**EXERCISE DESCRIPTION**
Please copy out every line of the listing below in which the word "insert" appears.

**MATERIAL PROVIDED**
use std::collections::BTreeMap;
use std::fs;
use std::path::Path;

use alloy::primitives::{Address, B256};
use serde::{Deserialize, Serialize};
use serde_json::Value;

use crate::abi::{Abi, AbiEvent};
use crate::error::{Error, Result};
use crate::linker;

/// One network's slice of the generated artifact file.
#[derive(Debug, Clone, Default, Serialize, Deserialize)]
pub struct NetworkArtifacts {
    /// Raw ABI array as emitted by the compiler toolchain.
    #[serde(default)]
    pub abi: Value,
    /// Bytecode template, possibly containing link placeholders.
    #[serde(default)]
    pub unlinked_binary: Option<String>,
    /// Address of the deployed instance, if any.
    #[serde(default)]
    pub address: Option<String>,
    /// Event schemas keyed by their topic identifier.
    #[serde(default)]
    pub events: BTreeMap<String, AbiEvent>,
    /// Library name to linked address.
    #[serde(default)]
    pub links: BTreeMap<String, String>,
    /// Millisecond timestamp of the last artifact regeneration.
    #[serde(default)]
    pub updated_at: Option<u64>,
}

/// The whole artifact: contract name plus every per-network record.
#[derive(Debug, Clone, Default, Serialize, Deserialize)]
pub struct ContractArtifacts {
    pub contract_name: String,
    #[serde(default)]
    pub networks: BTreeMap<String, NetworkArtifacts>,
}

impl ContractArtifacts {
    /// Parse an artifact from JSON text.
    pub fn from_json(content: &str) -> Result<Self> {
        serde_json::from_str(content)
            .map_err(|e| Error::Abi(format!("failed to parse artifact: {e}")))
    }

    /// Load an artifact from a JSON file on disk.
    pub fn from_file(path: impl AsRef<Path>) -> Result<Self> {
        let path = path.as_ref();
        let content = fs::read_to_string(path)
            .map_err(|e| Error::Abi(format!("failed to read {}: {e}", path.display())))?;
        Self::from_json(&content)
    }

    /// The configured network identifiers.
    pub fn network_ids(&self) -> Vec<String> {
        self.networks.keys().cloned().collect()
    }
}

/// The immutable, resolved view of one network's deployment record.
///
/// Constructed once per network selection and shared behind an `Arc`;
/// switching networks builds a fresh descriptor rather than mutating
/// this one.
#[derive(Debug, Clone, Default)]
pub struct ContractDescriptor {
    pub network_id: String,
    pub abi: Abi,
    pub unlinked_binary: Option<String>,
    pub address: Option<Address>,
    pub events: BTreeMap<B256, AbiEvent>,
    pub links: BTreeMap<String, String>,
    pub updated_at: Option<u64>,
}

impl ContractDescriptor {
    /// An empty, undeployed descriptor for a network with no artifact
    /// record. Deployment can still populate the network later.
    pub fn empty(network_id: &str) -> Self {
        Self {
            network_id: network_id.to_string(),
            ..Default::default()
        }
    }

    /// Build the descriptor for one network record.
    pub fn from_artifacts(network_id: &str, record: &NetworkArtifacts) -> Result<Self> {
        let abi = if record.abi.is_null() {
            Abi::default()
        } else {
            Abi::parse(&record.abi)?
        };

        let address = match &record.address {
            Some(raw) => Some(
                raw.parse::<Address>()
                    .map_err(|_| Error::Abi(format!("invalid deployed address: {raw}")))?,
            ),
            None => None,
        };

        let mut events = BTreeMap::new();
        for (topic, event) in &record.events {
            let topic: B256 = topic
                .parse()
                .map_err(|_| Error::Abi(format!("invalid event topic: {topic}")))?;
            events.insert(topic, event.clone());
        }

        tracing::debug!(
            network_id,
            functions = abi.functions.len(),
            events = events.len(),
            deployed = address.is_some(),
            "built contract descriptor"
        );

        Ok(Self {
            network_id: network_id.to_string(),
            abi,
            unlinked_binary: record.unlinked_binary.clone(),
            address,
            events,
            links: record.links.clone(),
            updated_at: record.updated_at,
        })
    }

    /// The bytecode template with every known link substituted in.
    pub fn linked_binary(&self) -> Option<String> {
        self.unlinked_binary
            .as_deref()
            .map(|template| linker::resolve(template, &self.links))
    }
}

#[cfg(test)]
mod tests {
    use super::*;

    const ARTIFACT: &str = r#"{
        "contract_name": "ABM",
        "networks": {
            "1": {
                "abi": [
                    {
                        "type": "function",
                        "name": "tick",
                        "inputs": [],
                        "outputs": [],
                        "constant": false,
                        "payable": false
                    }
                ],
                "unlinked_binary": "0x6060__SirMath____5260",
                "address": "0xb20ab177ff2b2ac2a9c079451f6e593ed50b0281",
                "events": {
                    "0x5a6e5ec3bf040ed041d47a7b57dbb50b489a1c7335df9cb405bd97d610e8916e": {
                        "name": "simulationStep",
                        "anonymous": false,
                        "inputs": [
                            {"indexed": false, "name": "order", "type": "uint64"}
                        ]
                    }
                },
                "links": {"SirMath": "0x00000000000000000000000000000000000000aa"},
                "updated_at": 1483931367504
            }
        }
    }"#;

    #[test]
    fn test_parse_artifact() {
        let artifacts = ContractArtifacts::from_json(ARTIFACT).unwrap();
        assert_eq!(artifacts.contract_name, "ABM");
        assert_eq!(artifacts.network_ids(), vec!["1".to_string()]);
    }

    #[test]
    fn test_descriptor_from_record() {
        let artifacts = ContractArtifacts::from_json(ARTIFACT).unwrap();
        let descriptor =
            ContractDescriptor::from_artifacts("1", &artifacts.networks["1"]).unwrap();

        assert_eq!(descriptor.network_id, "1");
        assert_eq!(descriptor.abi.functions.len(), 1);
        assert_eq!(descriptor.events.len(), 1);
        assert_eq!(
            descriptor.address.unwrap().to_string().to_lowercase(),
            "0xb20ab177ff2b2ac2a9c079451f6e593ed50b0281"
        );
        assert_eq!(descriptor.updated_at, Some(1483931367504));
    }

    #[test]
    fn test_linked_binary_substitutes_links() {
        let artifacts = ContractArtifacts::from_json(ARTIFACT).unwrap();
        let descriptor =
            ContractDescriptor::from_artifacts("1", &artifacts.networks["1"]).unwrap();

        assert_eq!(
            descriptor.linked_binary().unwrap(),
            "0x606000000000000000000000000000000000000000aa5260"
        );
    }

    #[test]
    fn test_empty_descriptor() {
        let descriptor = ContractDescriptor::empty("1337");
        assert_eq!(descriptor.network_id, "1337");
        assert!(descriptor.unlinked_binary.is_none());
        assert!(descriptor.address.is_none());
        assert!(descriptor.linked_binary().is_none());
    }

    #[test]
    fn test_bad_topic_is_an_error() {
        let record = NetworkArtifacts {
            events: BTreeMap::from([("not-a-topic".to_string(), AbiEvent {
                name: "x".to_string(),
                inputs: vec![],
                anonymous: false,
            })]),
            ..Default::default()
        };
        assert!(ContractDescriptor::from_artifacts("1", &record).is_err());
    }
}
...
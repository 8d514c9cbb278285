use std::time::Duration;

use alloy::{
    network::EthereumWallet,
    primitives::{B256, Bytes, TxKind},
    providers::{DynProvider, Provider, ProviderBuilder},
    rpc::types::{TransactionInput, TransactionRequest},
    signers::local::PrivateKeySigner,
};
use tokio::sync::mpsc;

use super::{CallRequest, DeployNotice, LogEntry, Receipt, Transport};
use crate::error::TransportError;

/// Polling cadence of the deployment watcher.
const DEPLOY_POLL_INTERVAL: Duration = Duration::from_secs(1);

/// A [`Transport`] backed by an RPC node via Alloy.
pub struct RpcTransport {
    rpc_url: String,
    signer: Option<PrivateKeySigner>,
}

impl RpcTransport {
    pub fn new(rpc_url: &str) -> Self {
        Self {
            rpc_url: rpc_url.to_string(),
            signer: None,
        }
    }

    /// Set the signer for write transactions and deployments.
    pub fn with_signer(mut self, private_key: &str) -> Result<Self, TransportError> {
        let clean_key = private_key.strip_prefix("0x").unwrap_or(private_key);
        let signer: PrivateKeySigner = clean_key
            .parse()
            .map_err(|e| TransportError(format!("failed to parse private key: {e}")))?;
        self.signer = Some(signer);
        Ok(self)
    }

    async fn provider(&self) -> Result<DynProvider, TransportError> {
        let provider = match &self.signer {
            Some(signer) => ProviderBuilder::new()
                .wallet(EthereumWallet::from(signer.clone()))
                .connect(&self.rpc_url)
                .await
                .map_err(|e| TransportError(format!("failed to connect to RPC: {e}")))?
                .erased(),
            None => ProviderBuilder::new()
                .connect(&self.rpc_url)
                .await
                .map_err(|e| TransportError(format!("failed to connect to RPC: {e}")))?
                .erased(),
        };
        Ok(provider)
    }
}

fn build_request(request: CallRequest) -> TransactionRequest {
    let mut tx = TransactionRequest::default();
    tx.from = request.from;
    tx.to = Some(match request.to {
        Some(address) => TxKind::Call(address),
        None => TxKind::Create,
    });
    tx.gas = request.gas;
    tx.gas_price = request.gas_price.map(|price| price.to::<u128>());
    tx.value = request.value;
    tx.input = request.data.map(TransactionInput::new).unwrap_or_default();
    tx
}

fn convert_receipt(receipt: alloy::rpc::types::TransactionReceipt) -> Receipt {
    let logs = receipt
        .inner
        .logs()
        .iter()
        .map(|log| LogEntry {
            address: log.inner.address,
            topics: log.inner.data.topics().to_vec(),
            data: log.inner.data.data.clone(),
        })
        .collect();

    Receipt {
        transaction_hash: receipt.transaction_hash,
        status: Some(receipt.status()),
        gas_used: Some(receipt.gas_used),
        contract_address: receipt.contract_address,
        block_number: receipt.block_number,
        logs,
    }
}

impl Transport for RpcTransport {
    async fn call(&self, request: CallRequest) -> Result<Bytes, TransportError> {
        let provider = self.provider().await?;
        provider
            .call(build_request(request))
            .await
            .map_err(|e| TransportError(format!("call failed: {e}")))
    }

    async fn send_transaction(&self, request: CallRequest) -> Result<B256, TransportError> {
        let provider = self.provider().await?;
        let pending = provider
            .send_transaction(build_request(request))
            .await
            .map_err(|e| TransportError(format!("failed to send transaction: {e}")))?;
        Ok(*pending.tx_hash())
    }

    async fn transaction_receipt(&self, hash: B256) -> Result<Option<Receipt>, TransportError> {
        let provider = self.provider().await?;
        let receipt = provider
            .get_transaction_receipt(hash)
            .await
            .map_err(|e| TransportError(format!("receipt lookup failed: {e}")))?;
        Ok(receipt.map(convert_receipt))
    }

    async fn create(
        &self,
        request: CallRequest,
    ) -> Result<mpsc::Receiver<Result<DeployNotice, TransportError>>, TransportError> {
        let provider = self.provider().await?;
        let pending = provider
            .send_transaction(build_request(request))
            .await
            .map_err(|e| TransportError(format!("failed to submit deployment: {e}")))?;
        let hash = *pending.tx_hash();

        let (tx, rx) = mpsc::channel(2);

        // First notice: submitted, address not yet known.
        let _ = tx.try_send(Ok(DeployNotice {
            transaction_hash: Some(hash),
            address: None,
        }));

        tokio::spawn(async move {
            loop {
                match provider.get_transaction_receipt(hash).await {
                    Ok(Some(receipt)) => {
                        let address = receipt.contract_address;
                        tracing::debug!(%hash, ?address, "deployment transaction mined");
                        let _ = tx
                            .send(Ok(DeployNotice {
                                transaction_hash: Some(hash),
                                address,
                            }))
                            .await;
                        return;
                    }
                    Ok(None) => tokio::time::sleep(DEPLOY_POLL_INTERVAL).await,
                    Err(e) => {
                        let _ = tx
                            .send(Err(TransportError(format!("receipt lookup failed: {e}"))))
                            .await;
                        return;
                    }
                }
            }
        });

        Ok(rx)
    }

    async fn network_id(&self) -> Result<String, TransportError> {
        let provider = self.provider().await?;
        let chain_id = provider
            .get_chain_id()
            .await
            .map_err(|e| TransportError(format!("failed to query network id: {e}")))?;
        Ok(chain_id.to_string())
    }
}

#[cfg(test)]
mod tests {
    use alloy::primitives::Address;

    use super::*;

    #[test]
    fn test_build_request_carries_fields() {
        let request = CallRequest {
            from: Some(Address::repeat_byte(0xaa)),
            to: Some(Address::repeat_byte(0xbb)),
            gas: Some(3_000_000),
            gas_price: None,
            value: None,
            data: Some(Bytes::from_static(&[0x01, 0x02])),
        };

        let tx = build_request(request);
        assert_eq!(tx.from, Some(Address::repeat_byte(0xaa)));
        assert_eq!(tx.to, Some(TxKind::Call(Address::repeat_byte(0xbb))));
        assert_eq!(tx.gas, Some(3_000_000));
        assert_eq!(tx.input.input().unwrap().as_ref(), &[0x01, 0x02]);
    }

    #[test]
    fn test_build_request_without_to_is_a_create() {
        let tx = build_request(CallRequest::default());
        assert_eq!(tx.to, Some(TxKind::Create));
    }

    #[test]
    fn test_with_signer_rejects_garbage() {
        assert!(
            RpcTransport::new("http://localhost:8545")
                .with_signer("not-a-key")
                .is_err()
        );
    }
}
---
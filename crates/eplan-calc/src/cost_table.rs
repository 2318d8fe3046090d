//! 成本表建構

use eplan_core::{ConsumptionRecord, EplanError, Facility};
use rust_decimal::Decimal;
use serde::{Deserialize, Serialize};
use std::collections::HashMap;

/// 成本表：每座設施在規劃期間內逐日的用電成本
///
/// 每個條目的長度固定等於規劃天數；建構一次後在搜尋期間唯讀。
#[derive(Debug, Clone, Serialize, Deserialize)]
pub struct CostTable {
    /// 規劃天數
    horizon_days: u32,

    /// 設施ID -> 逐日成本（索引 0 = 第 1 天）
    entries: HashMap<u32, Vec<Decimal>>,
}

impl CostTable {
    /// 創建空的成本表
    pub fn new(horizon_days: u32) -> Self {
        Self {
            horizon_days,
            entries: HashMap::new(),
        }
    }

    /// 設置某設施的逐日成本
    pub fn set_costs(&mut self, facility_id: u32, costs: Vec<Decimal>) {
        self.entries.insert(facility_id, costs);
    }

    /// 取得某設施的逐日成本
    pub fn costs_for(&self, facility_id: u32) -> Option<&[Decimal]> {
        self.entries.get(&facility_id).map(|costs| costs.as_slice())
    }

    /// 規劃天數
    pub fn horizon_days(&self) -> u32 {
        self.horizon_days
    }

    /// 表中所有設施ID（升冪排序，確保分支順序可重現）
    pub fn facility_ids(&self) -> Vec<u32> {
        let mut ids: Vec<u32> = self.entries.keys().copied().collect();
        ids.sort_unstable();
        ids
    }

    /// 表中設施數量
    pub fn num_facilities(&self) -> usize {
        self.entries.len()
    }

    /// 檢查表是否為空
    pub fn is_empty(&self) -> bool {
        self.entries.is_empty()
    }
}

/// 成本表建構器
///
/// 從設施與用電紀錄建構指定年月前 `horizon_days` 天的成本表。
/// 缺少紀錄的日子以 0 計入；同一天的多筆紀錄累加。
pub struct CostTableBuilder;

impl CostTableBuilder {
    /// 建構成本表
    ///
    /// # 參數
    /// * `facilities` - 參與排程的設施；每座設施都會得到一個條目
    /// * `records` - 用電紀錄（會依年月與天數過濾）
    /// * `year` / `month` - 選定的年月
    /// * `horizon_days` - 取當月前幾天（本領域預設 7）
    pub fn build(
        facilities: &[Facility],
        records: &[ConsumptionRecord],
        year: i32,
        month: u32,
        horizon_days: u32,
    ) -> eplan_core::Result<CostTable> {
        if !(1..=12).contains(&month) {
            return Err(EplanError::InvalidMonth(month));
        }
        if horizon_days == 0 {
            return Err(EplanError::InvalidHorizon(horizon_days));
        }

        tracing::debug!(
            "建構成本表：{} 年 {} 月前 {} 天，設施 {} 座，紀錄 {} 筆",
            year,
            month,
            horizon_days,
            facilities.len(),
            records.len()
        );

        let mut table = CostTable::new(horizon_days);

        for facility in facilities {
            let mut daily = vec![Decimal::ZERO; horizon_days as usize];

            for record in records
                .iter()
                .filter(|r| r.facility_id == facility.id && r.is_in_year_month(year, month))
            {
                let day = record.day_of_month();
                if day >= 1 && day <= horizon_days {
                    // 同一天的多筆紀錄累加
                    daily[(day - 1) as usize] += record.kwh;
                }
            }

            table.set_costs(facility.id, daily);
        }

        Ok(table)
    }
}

**SOLVED EXERCISE**
            events.insert(topic, event.clone());
        self.entries.insert(facility_id, costs);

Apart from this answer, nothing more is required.